Transparency is a major issue here. Some contributions are intended to support the industry business model, while others simply
back personal or managerial interests. In any case, political contributions are made with shareholder dollars. And though
perhaps not technically "material" in the context of company revenues, they are highly material in how they affect public
policy. Shareholders, therefore, have a right to know how these dollars are spent.
Unstable InfluenceThe profitability of the pharma industry is not only dependent on patents, it is also directly protected and subsidized by
government actions. Some of those actions create market barriers and protect profits, such as import restrictions and limits
on group buying power. This may sound like a good reason to seek continuing legislative support through political contributions.
However, current legislative protection is not foolproof for the long term. In fact, it can create a powerful political backlash,
which may jeopardize future shareholder value.
The growing number of court cases—19 companies are now charged with inflating average wholesale prices—and consumers' interest
in buying drugs from Canada, often with state governments' help, is evidence that pharma's business model is being challenged.

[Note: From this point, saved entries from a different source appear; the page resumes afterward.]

//! Transitive hull generation and asset hash computation.
//!
//! The hull of an asset is the set of files its output depends on, split by how they were
//! reached. Files reached only through dependency edges are transform inputs and feed the asset
//! hash; anything reached through at least one reference edge only feeds the thumbnail hash.
//! Declarations that resolve nowhere are collected as missing so the state machine can report
//! them instead of computing a hash.

use parking_lot::RwLock;
use std::{
    collections::{BTreeSet, HashSet, VecDeque},
    fs::metadata,
    path::{Path, PathBuf},
};

use crate::{
    error::CuratorError,
    hash::{fold, hash_file},
    index::{AssetIndex, EdgeKind, Resolution},
    properties::{AssetId, FileStatus, FileTimestamp, TransformState},
};

#[derive(Debug, Clone, Default, PartialEq, Eq)]
pub struct TransitiveHull {
    pub dependencies: BTreeSet<PathBuf>,
    pub references: BTreeSet<PathBuf>,
    /// Declared strings that resolve to neither a known asset nor an existing file.
    pub missing_dependencies: BTreeSet<String>,
    pub missing_references: BTreeSet<String>,
}

impl TransitiveHull {
    pub fn is_complete(&self) -> bool {
        self.missing_dependencies.is_empty() && self.missing_references.is_empty()
    }
}

/// Walks dependency and reference edges starting at `root`. Every (file, edge kind) pair is
/// expanded at most once, so cyclic declarations terminate. The root's own source file is not
/// part of the hull.
pub fn generate_transitive_hull(index: &AssetIndex, root: AssetId) -> Option<TransitiveHull> {
    let root_record = index.main_record_of(root)?;
    let root_path = root_record.absolute_path.clone();

    let mut hull = TransitiveHull::default();
    let mut expanded: HashSet<(PathBuf, EdgeKind)> = HashSet::new();
    expanded.insert((root_path.clone(), EdgeKind::Dependency));
    expanded.insert((root_path.clone(), EdgeKind::Reference));

    let mut queue: VecDeque<(String, PathBuf, EdgeKind)> = VecDeque::new();
    for dep in root_record.header.dependencies.iter() {
        queue.push_back((dep.clone(), root_record.data_dir.clone(), EdgeKind::Dependency));
    }
    for reference in root_record.header.references.iter() {
        queue.push_back((
            reference.clone(),
            root_record.data_dir.clone(),
            EdgeKind::Reference,
        ));
    }

    while let Some((declared, owner_data_dir, kind)) = queue.pop_front() {
        if declared.trim().is_empty() {
            continue;
        }
        let (found, missing) = match kind {
            EdgeKind::Dependency => (&mut hull.dependencies, &mut hull.missing_dependencies),
            EdgeKind::Reference => (&mut hull.references, &mut hull.missing_references),
        };
        match index.resolve_declared(&declared, &owner_data_dir) {
            Resolution::Missing(_) | Resolution::UnknownAsset(_) => {
                missing.insert(declared);
            }
            Resolution::File(path) => {
                if path != root_path {
                    found.insert(path);
                }
            }
            Resolution::Asset(id, path) => {
                if path != root_path {
                    found.insert(path.clone());
                }
                if !expanded.insert((path, kind)) {
                    continue;
                }
                if let Some(record) = index.main_record_of(id) {
                    for dep in record.header.dependencies.iter() {
                        queue.push_back((dep.clone(), record.data_dir.clone(), kind));
                    }
                    for reference in record.header.references.iter() {
                        queue.push_back((
                            reference.clone(),
                            record.data_dir.clone(),
                            EdgeKind::Reference,
                        ));
                    }
                }
            }
        }
    }

    let TransitiveHull {
        dependencies,
        references,
        ..
    } = &mut hull;
    references.retain(|path| !dependencies.contains(path));
    Some(hull)
}

#[derive(Debug, Clone, Default, PartialEq, Eq)]
pub struct HashOutcome {
    pub asset_hash: u64,
    pub thumb_hash: u64,
    /// Set when the hashes could not be computed. `Unknown` means a file was locked.
    pub failure: Option<TransformState>,
    pub missing_dependencies: BTreeSet<String>,
    pub missing_references: BTreeSet<String>,
}

/// Content hash of one file, reusing the indexed hash while the file timestamp is unchanged.
/// A rehash is written back only if the entry did not change while the file was being read. A
/// file that cannot be read is marked [`FileStatus::Locked`].
pub fn file_content_hash(
    index: &RwLock<AssetIndex>,
    path: &Path,
    force: bool,
) -> Result<u64, CuratorError> {
    let meta = metadata(path)?;
    if !meta.is_file() {
        return Err(CuratorError::NotFound(format!("{path:?} is not a file")));
    }
    let timestamp = FileTimestamp::from_metadata(&meta);
    let known = index
        .read()
        .file(path)
        .map(|entry| (entry.timestamp, entry.hash, entry.status));
    if let Some((known_timestamp, hash, status)) = known {
        if !force && status == FileStatus::Valid && known_timestamp == timestamp {
            return Ok(hash);
        }
    }

    let hash = match hash_file(path) {
        Ok(hash) => hash,
        Err(e) => {
            // Flagged so the next scan re-reads the file and re-queues its dependents.
            if e.is_transient() {
                index.write().commit_file(path, timestamp, None, false);
            }
            return Err(e);
        }
    };

    let mut writer = index.write();
    let unchanged_since_read = writer.file(path).map(|entry| entry.timestamp)
        == known.map(|(known_timestamp, _, _)| known_timestamp);
    if unchanged_since_read {
        writer.commit_file(path, timestamp, Some(hash), false);
    }
    Ok(hash)
}

/// Folds the content hashes of the hull into the asset and thumbnail hashes. Dependencies feed
/// both, references only the thumbnail hash. `settings_hash` seeds both.
pub fn hash_asset(
    index: &RwLock<AssetIndex>,
    settings_hash: u64,
    hull: &TransitiveHull,
    force: bool,
) -> HashOutcome {
    let mut outcome = HashOutcome {
        asset_hash: settings_hash,
        thumb_hash: settings_hash,
        failure: None,
        missing_dependencies: hull.missing_dependencies.clone(),
        missing_references: hull.missing_references.clone(),
    };
    let mut locked = false;
    let display = |path: &Path| {
        index
            .read()
            .data_dirs()
            .data_dir_relative(path)
            .unwrap_or_else(|| path.to_string_lossy().into_owned())
    };

    for path in hull.dependencies.iter() {
        match file_content_hash(index, path, force) {
            Ok(hash) => {
                outcome.asset_hash = fold(outcome.asset_hash, hash);
                outcome.thumb_hash = fold(outcome.thumb_hash, hash);
            }
            Err(e) if e.is_transient() => {
                tracing::debug!("[HashEngine] {:?} is locked: {}", path, e);
                locked = true;
            }
            Err(_) => {
                outcome.missing_dependencies.insert(display(path));
            }
        }
    }
    for path in hull.references.iter() {
        match file_content_hash(index, path, force) {
            Ok(hash) => outcome.thumb_hash = fold(outcome.thumb_hash, hash),
            Err(e) if e.is_transient() => {
                tracing::debug!("[HashEngine] {:?} is locked: {}", path, e);
                locked = true;
            }
            Err(_) => {
                outcome.missing_references.insert(display(path));
            }
        }
    }

    if locked {
        outcome.asset_hash = 0;
        outcome.thumb_hash = 0;
        outcome.failure = Some(TransformState::Unknown);
    } else if !outcome.missing_dependencies.is_empty() {
        outcome.asset_hash = 0;
        outcome.thumb_hash = 0;
        outcome.failure = Some(TransformState::MissingDependency);
    } else if !outcome.missing_references.is_empty() {
        outcome.thumb_hash = 0;
        outcome.failure = Some(TransformState::MissingReference);
    }
    outcome
}

#[cfg(test)]
mod tests {
    use super::*;
    use crate::{
        handler::{AssetHeader, AssetTypeHandler},
        paths::DataDirectories,
        tests::helpers::{init_logging, TestHandler},
    };
    use std::{fs::write, sync::Arc};
    use tempfile::TempDir;

    fn add(index: &mut AssetIndex, dir: &Path, rel: &str, header: AssetHeader) -> PathBuf {
        let path = dir.join(rel);
        write(&path, rel).unwrap();
        let meta = metadata(&path).unwrap();
        index.commit_file(
            &path,
            FileTimestamp::from_metadata(&meta),
            Some(crate::hash::hash_bytes(rel.as_bytes())),
            false,
        );
        let handler: Arc<dyn AssetTypeHandler> = Arc::new(TestHandler::default());
        index.classify_asset(&path, header, handler, true).unwrap();
        path
    }

    fn plain(dir: &Path, rel: &str, content: &str) -> PathBuf {
        let path = dir.join(rel);
        write(&path, content).unwrap();
        path
    }

    #[test]
    fn reference_cycles_terminate() {
        init_logging();
        let tmp = TempDir::new().unwrap();
        let mut index = AssetIndex::new(DataDirectories::new(&[tmp.path()]));
        let dir = index.data_dirs().iter().next().unwrap().clone();
        plain(&dir, "a.png", "a");
        plain(&dir, "b.png", "b");

        let (a, b) = (AssetId::new(), AssetId::new());
        let mut header_a = AssetHeader::new(a, "Test");
        header_a.references.insert(b.to_string());
        header_a.dependencies.insert("a.png".to_string());
        let mut header_b = AssetHeader::new(b, "Test");
        header_b.references.insert(a.to_string());
        header_b.dependencies.insert("b.png".to_string());
        let path_a = add(&mut index, &dir, "a.tst", header_a);
        let path_b = add(&mut index, &dir, "b.tst", header_b);

        let hull = generate_transitive_hull(&index, a).unwrap();
        assert_eq!(
            hull.dependencies,
            BTreeSet::from([dir.join("a.png")])
        );
        assert_eq!(
            hull.references,
            BTreeSet::from([path_b, dir.join("b.png")])
        );
        assert!(!hull.references.contains(&path_a));
        assert!(hull.is_complete());
    }

    #[test]
    fn missing_dependency_zeroes_both_hashes() {
        init_logging();
        let tmp = TempDir::new().unwrap();
        let mut index = AssetIndex::new(DataDirectories::new(&[tmp.path()]));
        let dir = index.data_dirs().iter().next().unwrap().clone();
        plain(&dir, "ref.png", "r");

        let id = AssetId::new();
        let mut header = AssetHeader::new(id, "Test");
        header.dependencies.insert("nowhere.png".to_string());
        header.references.insert("ref.png".to_string());
        add(&mut index, &dir, "m.tst", header);

        let hull = generate_transitive_hull(&index, id).unwrap();
        assert!(hull.missing_dependencies.contains("nowhere.png"));
        let index = RwLock::new(index);
        let outcome = hash_asset(&index, 7, &hull, false);
        assert_eq!(outcome.failure, Some(TransformState::MissingDependency));
        assert_eq!((outcome.asset_hash, outcome.thumb_hash), (0, 0));
    }

    #[test]
    fn references_only_feed_the_thumbnail_hash() {
        init_logging();
        let tmp = TempDir::new().unwrap();
        let mut index = AssetIndex::new(DataDirectories::new(&[tmp.path()]));
        let dir = index.data_dirs().iter().next().unwrap().clone();
        plain(&dir, "dep.png", "d");
        plain(&dir, "ref.png", "r");

        let id = AssetId::new();
        let mut header = AssetHeader::new(id, "Test");
        header.dependencies.insert("dep.png".to_string());
        header.references.insert("ref.png".to_string());
        add(&mut index, &dir, "m.tst", header);

        let hull = generate_transitive_hull(&index, id).unwrap();
        let index = RwLock::new(index);
        let before = hash_asset(&index, 1, &hull, false);
        assert_eq!(before.failure, None);
        assert_ne!(before.asset_hash, before.thumb_hash);

        plain(&dir, "ref.png", "changed reference");
        let after = hash_asset(&index, 1, &hull, false);
        assert_eq!(after.asset_hash, before.asset_hash);
        assert_ne!(after.thumb_hash, before.thumb_hash);

        // Deterministic for identical inputs.
        assert_eq!(hash_asset(&index, 1, &hull, true), after);
    }
}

Customers wonder if companies are more concerned about people's health or short-term profits to support stock prices and stock
options. If they conclude the latter, public sentiment and political favor can change rapidly, and legislative support may
evaporate. When that happens, long-term shareholder value will be in jeopardy—unless the industry has already moved to a sounder
business model, one less dependent on political influence.
It won't be easy. The industry must produce safe, reliable products that meet a wide range of health needs, are affordable
to broad segments of the population, and generate a reasonable return to shareholders—a tall order but one shareholders and
the public insist on.
Through pension and mutal funds, consumers and shareholders are often one and the same. A business model that results in politically
unsustainable high drug costs and puts long-term shareholder value at risk is a lose-lose proposition. A model that results
in affordable products and sustainable, long-term returns is a win all around.